We need to adequately treat an episode of infection and after the completion should document complete eradication with a urine culture and if infection reoccurs or persists then imaging is required. An ultrasound KUB with pre and post void bladder volumes is vital and may reveal a stone or anatomical abnormality such as hydronephrosis and hyroureter which may need further evaluation by an Intravenous urogram (IVU) to look for a ureteric stone or congenital anomalies like pelviureteric junction obstruction or ureteric strictures. Some times extra mural obstruction from adjacent organs like ovarian or uterine pathologies may result in hydroureter and can present as recurrent infections. If no obstruction is seen in the IVU but hydroureter is present, a micturating cystourethrogram may be done to look for vesicoureteric reflux.
If the ultrasound does not reveal any upper tract abnormality, the bladder volumes would still help us in getting to the cause of infections. A large post void residue may be a focus of recurrent infections and if left untreated would result in damage to the kidneys.

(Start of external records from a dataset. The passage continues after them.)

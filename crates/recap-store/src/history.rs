//! Recent-search history, newest first, capped at [`MAX_SEARCHES`].

use anyhow::Result;
use serde::de::DeserializeOwned;
use serde::Serialize;
use tracing::warn;

use crate::KeyValueStore;

/// Number of searches kept.
pub const MAX_SEARCHES: usize = 10;

const HISTORY_KEY: &str = "searches";

pub struct SearchHistory<'a, T> {
    store: &'a dyn KeyValueStore,
    _entry: std::marker::PhantomData<T>,
}

impl<'a, T> SearchHistory<'a, T>
where
    T: Serialize + DeserializeOwned,
{
    pub fn new(store: &'a dyn KeyValueStore) -> Self {
        Self {
            store,
            _entry: std::marker::PhantomData,
        }
    }

    /// All stored entries, newest first. Unreadable history reads as empty.
    pub fn list(&self) -> Result<Vec<T>> {
        let Some(raw) = self.store.get(HISTORY_KEY)? else {
            return Ok(Vec::new());
        };
        match serde_json::from_str::<Vec<T>>(&raw) {
            Ok(mut entries) => {
                entries.truncate(MAX_SEARCHES);
                Ok(entries)
            }
            Err(e) => {
                warn!("Discarding unreadable search history: {}", e);
                Ok(Vec::new())
            }
        }
    }

    /// Most recent entry, if any.
    pub fn last(&self) -> Result<Option<T>> {
        Ok(self.list()?.into_iter().next())
    }

    /// Record a new search at the front, dropping the oldest past the cap.
    pub fn push(&self, entry: T) -> Result<()> {
        let mut entries = self.list()?;
        entries.insert(0, entry);
        entries.truncate(MAX_SEARCHES);
        self.write(&entries)
    }

    /// Remove the entry at `index` (0 = newest). Returns it if it existed.
    pub fn remove(&self, index: usize) -> Result<Option<T>> {
        let mut entries = self.list()?;
        if index >= entries.len() {
            return Ok(None);
        }
        let removed = entries.remove(index);
        self.write(&entries)?;
        Ok(Some(removed))
    }

    fn write(&self, entries: &[T]) -> Result<()> {
        let payload = serde_json::to_string(entries)?;
        self.store.set(HISTORY_KEY, &payload)
    }
}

If the post void residue is more than 100 cc, a uroflowmetery is advised to rule out bladder out flow obstruction from urethral stenosis, however if there is no obstruction on uroflowmetery, it is crucial to do urodynamic to assess the contractile capacity of the detrusor muscle and in case there is hypotonic bladder it may require clean intermittent self catheterization, a strategy often required in poorly controlled diabetic with hypotonic bladder.
If a risk factor in certain cases is not identified, a cystoscopy may be performed to rule our any mucosal lesion or foreign body in the bladder.
If no risk factors are identified and the urinary tract infections recur, prophylactic antibiotics are recommended as described earlier.30
One in four women with UTI will suffer from recurrences, in healthy, young or pre-menopausal women the most common risk factor is sexual intercourse. E. coli is the most commonly isolated uropathogen and the basic treatment begins with antimicrobial therapy. Investigations must aim not only to verify the diagnosis of RUTI but also to find any possible cause of the recurrence but in the majority of women with recurrent uncomplicated cystitis there is no anatomical or functional abnormality of the urinary tract and, therefore advanced radiological imaging studies are not required. Management of most complicated infections depends on clinical experience and resources at individual institutions rather than on evidence based guidelines. Prevention include avoiding use of deodorant sprays, vaginal lotions or douching. If possible, other methods of contraception should be used in preference to spermicidal, diaphragms or condoms. Although many approaches have not been adequately tested in studies but it is reasonable to use cranberry juice, methanamine salts and estrogen cream in postmenopausal women as a way of minimizing antibiotic exposure. The use of prophylactic antibiotics for six to 12 months is effective in reducing the number of recurrent UTIs but no antibiotic is significantly better than others at decreasing the number UTIs.